Nel mirino del cybercrime banche e Made in Italy

Nell’anno del Covid il cybercrime ha preso sempre più di mira l’industria del Made in Italy e la proprietà intellettuale dei suoi prodotti, oltre alle banche. Il vettore di attacco principale sono i canali tradizionali, come email e Pec. Si tratta di alcune evidenze emerse da un rapporto di Yoroi, la società specializzata in cybersicurezza, sui dati del 2020. Yoroi conferma quindi un allarme già lanciato il primo marzo dall’Intelligence italiana nella sua Relazione annuale, relativo proprio all’aumento del rischio di attacchi informatici diretti al settore del Made in Italy e agli istituti di credito.

Quasi ogni tipo di violazione dei dati inizia con un attacco di phishing

In base alla ricerca di Yoroi quasi ogni tipo di violazione dei dati inizia con un attacco di phishing. In particolare, più del 50% dei tentativi di phishing si è registrato nel settore dei materiali da costruzione (industrie produttrici di gesso, cemento, acciaio, legno, vetro e argilla), un business piuttosto importante per l’Italia. Seguono i macchinari, l’equipaggiamento e la componentistica, il comparto software e l’It services (18,60%), molto sensibile al furto di proprietà intellettuale, e i servizi finanziari. In questi casi le aggressioni sono motivate da spionaggio commerciale e industriale, oppure da sabotaggio di specifici target, che “possono avere un impatto su qualsiasi componente hardware o software in produzione”, si legge nel rapporto.

In aumento gli attacchi di Double Extortion

Il 75,6% dei file malevoli utilizzati per attaccare le organizzazioni sono malware zero-day, cioè virus malevoli appena conosciuti, che riescono ad aggirare i tradizionali perimetri di sicurezza, riporta Ansa. Tra le novità segnalate dal rapporto si riscontra anche l’aumento degli attacchi di Double Extortion, ovvero basati su ransomware che richiedono alla vittima un doppio pagamento, uno per riscattare i dati e l’altro per tacere dell’attacco subito da parte degli aggressori.

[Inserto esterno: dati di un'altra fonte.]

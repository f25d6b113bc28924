use std::path::Path;

use regex::RegexBuilder;
use thiserror::Error;
use tracing::{debug, info, warn};

use super::rules::PolicyConfig;

#[derive(Debug, Error)]
pub enum PolicyLoadError {
    #[error("failed to read policy file: {0}")]
    Io(#[from] std::io::Error),
    #[error("failed to parse policy file: {0}")]
    Yaml(#[from] serde_yaml::Error),
    #[error("invalid policy: {0}")]
    Invalid(String),
}

/// Load and validate a policy file. All-or-nothing: any failure leaves the
/// caller without a config rather than with a partial one.
///
/// An empty `block_patterns` list is a load-time error. Letting it through
/// would hand the injection detector an empty list, trip its fail-close
/// state, and silently block all traffic at runtime; the operator finds out
/// here instead.
pub fn load(path: &Path) -> Result<PolicyConfig, PolicyLoadError> {
    let content = std::fs::read_to_string(path)?;
    let mut config: PolicyConfig = serde_yaml::from_str(&content)?;

    if config.sql_rules.block_patterns.is_empty() {
        return Err(PolicyLoadError::Invalid(
            "sql_rules.block_patterns must have at least one pattern".to_string(),
        ));
    }

    // Invalid patterns are only skipped by the engine; warn here so the
    // coverage gap is visible at load time.
    for pattern in &config.sql_rules.block_patterns {
        if let Err(e) = RegexBuilder::new(pattern).case_insensitive(true).build() {
            warn!(
                pattern,
                error = %e,
                "block_pattern is invalid and will be skipped by the policy engine"
            );
        }
    }

    let mode = &config.procedure_control.mode;
    if mode != "whitelist" && mode != "blacklist" {
        warn!(mode, "unknown procedure_control.mode, defaulting to whitelist");
        config.procedure_control.mode = "whitelist".to_string();
    }

    info!(
        path = %path.display(),
        access_rules = config.access_control.len(),
        block_statements = config.sql_rules.block_statements.len(),
        block_patterns = config.sql_rules.block_patterns.len(),
        "policy loaded"
    );
    debug!(
        log_level = %config.global.log_level,
        log_format = %config.global.log_format,
        max_connections = config.global.max_connections,
        connection_timeout_sec = config.global.connection_timeout_sec,
        "policy global settings"
    );

    Ok(config)
}

#[cfg(test)]
mod tests {
    use super::*;
    use std::io::Write;

    fn write_policy(content: &str) -> tempfile::NamedTempFile {
        let mut f = tempfile::NamedTempFile::new().unwrap();
        f.write_all(content.as_bytes()).unwrap();
        f
    }

    const VALID_POLICY: &str = r#"
global:
  log_level: "info"
  max_connections: 100
access_control:
  - user: "testuser"
    source_ip: "192.168.1.0/24"
    allowed_tables: ["users", "orders"]
    allowed_operations: ["SELECT", "INSERT"]
sql_rules:
  block_statements: ["DROP", "TRUNCATE"]
  block_patterns:
    - "UNION\\s+SELECT"
procedure_control:
  mode: "whitelist"
  whitelist: ["monthly_report"]
data_protection:
  block_schema_access: true
"#;

    #[test]
    fn test_load_valid_policy() {
        let f = write_policy(VALID_POLICY);
        let cfg = load(f.path()).unwrap();
        assert_eq!(cfg.global.max_connections, 100);
        assert_eq!(cfg.access_control.len(), 1);
        assert_eq!(cfg.sql_rules.block_statements, vec!["DROP", "TRUNCATE"]);
        assert_eq!(cfg.procedure_control.whitelist, vec!["monthly_report"]);
    }

    #[test]
    fn test_empty_block_patterns_rejected() {
        let f = write_policy("sql_rules:\n  block_patterns: []\n");
        let err = load(f.path()).unwrap_err();
        assert!(matches!(err, PolicyLoadError::Invalid(_)));

        let f = write_policy("access_control: []\n");
        assert!(load(f.path()).is_err());
    }

    #[test]
    fn test_missing_file() {
        let err = load(Path::new("/nonexistent/policy.yaml")).unwrap_err();
        assert!(matches!(err, PolicyLoadError::Io(_)));
    }

    #[test]
    fn test_broken_yaml() {
        let f = write_policy("sql_rules: [unclosed\n  - nope");
        let err = load(f.path()).unwrap_err();
        assert!(matches!(err, PolicyLoadError::Yaml(_)));
    }

    #[test]
    fn test_invalid_mode_falls_back_to_whitelist() {
        let f = write_policy(
            "sql_rules:\n  block_patterns: [\"x\"]\nprocedure_control:\n  mode: \"sometimes\"\n",
        );
        let cfg = load(f.path()).unwrap();
        assert_eq!(cfg.procedure_control.mode, "whitelist");
    }

    #[test]
    fn test_invalid_block_pattern_survives_load() {
        let f = write_policy("sql_rules:\n  block_patterns: [\"(unclosed\", \"DROP\"]\n");
        let cfg = load(f.path()).unwrap();
        assert_eq!(cfg.sql_rules.block_patterns.len(), 2);
    }
}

Ora le cyber aggressioni arrivano anche dall’interno della Ue

Un altro elemento nuovo che emerge dal rapporto è di carattere geopolitico, con le cyber aggressioni che ormai arrivano anche dall’interno della Ue, e in particolare, il 3% dalla Germania e l’1% dal Regno Unito. Gli Usa occupano i primi posti della classifica dei paesi da cui hanno origine le aggressioni, con il 34% di attacchi, mentre i tentativi provenienti dalla Cina sono scesi dal 31% del 2019 al 24% del 2020, e quelli dalla Russia sono aumentati dal 9% all’11%. India, Vietnam, Brasile, Taiwan e Indonesia condividono poi il 26% della distribuzione totale, che nel 2019 era il 41%.